(Stored dataset items)
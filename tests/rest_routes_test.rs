// ABOUTME: HTTP-level tests for the planning and habit REST routes
// ABOUTME: Drives the full router with middleware through one-shot requests
//
// SPDX-License-Identifier: MIT OR Apache-2.0
// Copyright (c) 2025 Pierre Fitness Intelligence

// Test files: allow missing_docs (rustc lint) and unwrap (valid in tests)
#![allow(missing_docs, clippy::unwrap_used)]

mod common;

use axum::body::Body;
use axum::http::{Method, Request, StatusCode};
use common::{delete, get, post, put, send_request, test_router};
use serde_json::json;

#[tokio::test]
async fn test_health_reports_database_and_upstreams() {
    let (router, _resources) = test_router().await;

    let (status, body) = get(&router, "/health").await;
    assert_eq!(status, StatusCode::OK);
    assert_eq!(body["database"], "ok");
    assert_eq!(body["llm_enabled"], false);
    assert_eq!(body["media_enabled"], false);
}

#[tokio::test]
async fn test_request_id_is_echoed() {
    let (router, _resources) = test_router().await;

    let request = Request::builder()
        .uri("/health")
        .header("x-request-id", "req-123")
        .body(Body::empty())
        .unwrap();
    let response = tower::ServiceExt::oneshot(router, request).await.unwrap();
    assert_eq!(response.headers()["x-request-id"], "req-123");
}

// ============================================================================
// Weeks
// ============================================================================

#[tokio::test]
async fn test_week_lifecycle() {
    let (router, _resources) = test_router().await;

    let (status, week) = post(&router, "/api/weeks", json!({"year": 2026, "week_number": 8})).await;
    assert_eq!(status, StatusCode::CREATED);
    assert_eq!(week["start_date"], "2026-02-16");
    assert_eq!(week["end_date"], "2026-02-22");
    let id = week["id"].as_str().unwrap().to_owned();

    let (status, fetched) = get(&router, &format!("/api/weeks/{id}")).await;
    assert_eq!(status, StatusCode::OK);
    assert_eq!(fetched["week_number"], 8);

    let (status, updated) = put(&router, &format!("/api/weeks/{id}"), json!({"notes": "Guests Friday"})).await;
    assert_eq!(status, StatusCode::OK);
    assert_eq!(updated["notes"], "Guests Friday");
    assert_eq!(updated["year"], 2026);

    let (status, body) = delete(&router, &format!("/api/weeks/{id}")).await;
    assert_eq!(status, StatusCode::NO_CONTENT);
    assert!(body.is_null());

    let (status, body) = get(&router, &format!("/api/weeks/{id}")).await;
    assert_eq!(status, StatusCode::NOT_FOUND);
    assert_eq!(body["error"]["code"], "resource_not_found");
}

#[tokio::test]
async fn test_duplicate_week_conflicts() {
    let (router, _resources) = test_router().await;
    let body = json!({"year": 2026, "week_number": 8});

    let (status, _) = post(&router, "/api/weeks", body.clone()).await;
    assert_eq!(status, StatusCode::CREATED);
    let (status, err) = post(&router, "/api/weeks", body).await;
    assert_eq!(status, StatusCode::CONFLICT);
    assert_eq!(err["error"]["code"], "resource_conflict");
}

#[tokio::test]
async fn test_week_missing_field_is_bad_request() {
    let (router, _resources) = test_router().await;

    let (status, err) = post(&router, "/api/weeks", json!({"year": 2026})).await;
    assert_eq!(status, StatusCode::BAD_REQUEST);
    assert_eq!(err["error"]["code"], "missing_required_field");
}

#[tokio::test]
async fn test_malformed_json_is_bad_request() {
    let (router, _resources) = test_router().await;

    let request = Request::builder()
        .method(Method::POST)
        .uri("/api/weeks")
        .header("content-type", "application/json")
        .body(Body::from("{not json"))
        .unwrap();
    let (status, err) = send_request(&router, request).await;
    assert_eq!(status, StatusCode::BAD_REQUEST);
    assert_eq!(err["error"]["code"], "invalid_input");
}

#[tokio::test]
async fn test_current_week_is_stable() {
    let (router, _resources) = test_router().await;

    let (status, first) = get(&router, "/api/weeks/current").await;
    assert_eq!(status, StatusCode::OK);
    let (_, second) = get(&router, "/api/weeks/current").await;
    assert_eq!(first["id"], second["id"]);

    let (_, weeks) = get(&router, "/api/weeks").await;
    assert_eq!(weeks.as_array().unwrap().len(), 1);
}

#[tokio::test]
async fn test_unsupported_method_is_405() {
    let (router, _resources) = test_router().await;

    let (status, _) = put(&router, "/api/weeks", json!({})).await;
    assert_eq!(status, StatusCode::METHOD_NOT_ALLOWED);
}

#[tokio::test]
async fn test_week_plan_collects_everything() {
    let (router, _resources) = test_router().await;
    let (_, week) = post(&router, "/api/weeks", json!({"year": 2026, "week_number": 9})).await;
    let week_id = week["id"].as_str().unwrap().to_owned();

    let (status, recipe) = post(
        &router,
        "/api/recipes",
        json!({"name": "Dal", "ingredients": ["1 cup lentils"], "servings": 4}),
    )
    .await;
    assert_eq!(status, StatusCode::CREATED);

    let (status, cook) = post(
        &router,
        "/api/cooks",
        json!({
            "week_id": week_id,
            "recipe_id": recipe["id"],
            "title": "Dal",
            "day": "monday",
            "meal": "dinner",
        }),
    )
    .await;
    assert_eq!(status, StatusCode::CREATED);
    assert_eq!(cook["completed"], false);

    let (status, _) = post(
        &router,
        "/api/preps",
        json!({"week_id": week_id, "description": "Rinse lentils"}),
    )
    .await;
    assert_eq!(status, StatusCode::CREATED);

    let (status, _) = post(
        &router,
        "/api/shops",
        json!({"week_id": week_id, "item": "Lentils", "quantity": "1 bag"}),
    )
    .await;
    assert_eq!(status, StatusCode::CREATED);

    let (status, inventory) = put(
        &router,
        &format!("/api/weeks/{week_id}/starting-status"),
        json!({"inventory": ["rice", "onions"]}),
    )
    .await;
    assert_eq!(status, StatusCode::OK);
    assert_eq!(inventory["inventory"], json!(["rice", "onions"]));

    let (status, plan) = get(&router, &format!("/api/weeks/{week_id}/plan")).await;
    assert_eq!(status, StatusCode::OK);
    assert_eq!(plan["week"]["id"], week_id.as_str());
    assert_eq!(plan["cooks"].as_array().unwrap().len(), 1);
    assert_eq!(plan["preps"].as_array().unwrap().len(), 1);
    assert_eq!(plan["shops"].as_array().unwrap().len(), 1);
    assert_eq!(plan["starting_status"]["inventory"], json!(["rice", "onions"]));
    assert!(plan["summary"].as_str().unwrap().contains("Dal"));
}

#[tokio::test]
async fn test_starting_status_absent_is_404() {
    let (router, _resources) = test_router().await;
    let (_, week) = post(&router, "/api/weeks", json!({"year": 2026, "week_number": 10})).await;
    let week_id = week["id"].as_str().unwrap();

    let (status, _) = get(&router, &format!("/api/weeks/{week_id}/starting-status")).await;
    assert_eq!(status, StatusCode::NOT_FOUND);
}

// ============================================================================
// Recipes, projects and plan items
// ============================================================================

#[tokio::test]
async fn test_recipe_crud_and_filters() {
    let (router, _resources) = test_router().await;

    let (status, err) = post(&router, "/api/recipes", json!({"name": "  "})).await;
    assert_eq!(status, StatusCode::BAD_REQUEST);
    assert_eq!(err["error"]["code"], "missing_required_field");

    let (_, recipe) = post(
        &router,
        "/api/recipes",
        json!({"name": "Pancakes", "tags": ["breakfast"]}),
    )
    .await;
    post(&router, "/api/recipes", json!({"name": "Ramen", "tags": ["dinner"]})).await;
    let id = recipe["id"].as_str().unwrap().to_owned();

    let (_, tagged) = get(&router, "/api/recipes?tag=breakfast").await;
    assert_eq!(tagged.as_array().unwrap().len(), 1);
    let (_, searched) = get(&router, "/api/recipes?q=ram").await;
    assert_eq!(searched[0]["name"], "Ramen");

    let (status, updated) = put(&router, &format!("/api/recipes/{id}"), json!({"servings": 2})).await;
    assert_eq!(status, StatusCode::OK);
    assert_eq!(updated["servings"], 2);
    assert_eq!(updated["tags"], json!(["breakfast"]));

    let (status, _) = delete(&router, &format!("/api/recipes/{id}")).await;
    assert_eq!(status, StatusCode::NO_CONTENT);
    let (status, _) = delete(&router, &format!("/api/recipes/{id}")).await;
    assert_eq!(status, StatusCode::NOT_FOUND);
}

#[tokio::test]
async fn test_project_status_filter() {
    let (router, _resources) = test_router().await;

    let (status, project) = post(&router, "/api/projects", json!({"name": "Sourdough starter"})).await;
    assert_eq!(status, StatusCode::CREATED);
    assert_eq!(project["status"], "planned");
    post(&router, "/api/projects", json!({"name": "Kimchi", "status": "active"})).await;

    let (_, active) = get(&router, "/api/projects?status=active").await;
    assert_eq!(active.as_array().unwrap().len(), 1);
    assert_eq!(active[0]["name"], "Kimchi");
}

#[tokio::test]
async fn test_cook_for_unknown_week_is_rejected() {
    let (router, _resources) = test_router().await;

    let (status, _) = post(
        &router,
        "/api/cooks",
        json!({"week_id": uuid::Uuid::new_v4(), "title": "Ghost meal"}),
    )
    .await;
    assert!(status.is_client_error(), "got {status}");
}

#[tokio::test]
async fn test_shop_partial_update_and_week_filter() {
    let (router, _resources) = test_router().await;
    let (_, week) = post(&router, "/api/weeks", json!({"year": 2026, "week_number": 11})).await;
    let week_id = week["id"].as_str().unwrap().to_owned();

    let (_, shop) = post(
        &router,
        "/api/shops",
        json!({"week_id": week_id, "item": "Milk", "store": "Corner shop"}),
    )
    .await;
    let shop_id = shop["id"].as_str().unwrap();

    let (status, bought) = put(&router, &format!("/api/shops/{shop_id}"), json!({"purchased": true})).await;
    assert_eq!(status, StatusCode::OK);
    assert_eq!(bought["purchased"], true);
    assert_eq!(bought["store"], "Corner shop");

    let (_, listed) = get(&router, &format!("/api/shops?week_id={week_id}")).await;
    assert_eq!(listed.as_array().unwrap().len(), 1);
    let (_, none) = get(&router, "/api/shops?week_id=other").await;
    assert!(none.as_array().unwrap().is_empty());
}

// ============================================================================
// Sessions and logs
// ============================================================================

#[tokio::test]
async fn test_session_upsert_and_prefix_listing() {
    let (router, _resources) = test_router().await;

    let (status, session) = put(&router, "/api/sessions/day2026049", json!({"weight": 79.4})).await;
    assert_eq!(status, StatusCode::OK);
    assert_eq!(session["weight"], 79.4);
    assert_eq!(session["messages"], json!([]));

    put(&router, "/api/sessions/week202608", json!({})).await;

    let (_, days) = get(&router, "/api/sessions?prefix=day").await;
    assert_eq!(days.as_array().unwrap().len(), 1);
    let (status, _) = get(&router, "/api/sessions?prefix=year").await;
    assert_eq!(status, StatusCode::BAD_REQUEST);

    let (status, _) = get(&router, "/api/sessions/day2026050").await;
    assert_eq!(status, StatusCode::NOT_FOUND);
    let (status, _) = put(&router, "/api/sessions/tuesday", json!({})).await;
    assert_eq!(status, StatusCode::BAD_REQUEST);

    let (status, _) = delete(&router, "/api/sessions/week202608").await;
    assert_eq!(status, StatusCode::NO_CONTENT);
}

#[tokio::test]
async fn test_log_crud() {
    let (router, _resources) = test_router().await;

    let (status, log) = post(
        &router,
        "/api/logs",
        json!({"instance": "day2026049", "category": "water", "content": "2 litres", "value": 2.0}),
    )
    .await;
    assert_eq!(status, StatusCode::CREATED);
    let id = log["id"].as_str().unwrap().to_owned();

    let (status, updated) = put(&router, &format!("/api/logs/{id}"), json!({"value": 2.5})).await;
    assert_eq!(status, StatusCode::OK);
    assert_eq!(updated["value"], 2.5);
    assert_eq!(updated["content"], "2 litres");

    let (_, listed) = get(&router, "/api/logs?instance=day2026049&category=water").await;
    assert_eq!(listed.as_array().unwrap().len(), 1);

    let (status, _) = delete(&router, &format!("/api/logs/{id}")).await;
    assert_eq!(status, StatusCode::NO_CONTENT);
    let (status, _) = get(&router, &format!("/api/logs/{id}")).await;
    assert_eq!(status, StatusCode::NOT_FOUND);
}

Prompt >>
Please return a copy of each line in the entries that has the string "water".

Response box >>
        json!({"instance": "day2026049", "category": "water", "content": "2 litres", "value": 2.0}),
    let (_, listed) = get(&router, "/api/logs?instance=day2026049&category=water").await;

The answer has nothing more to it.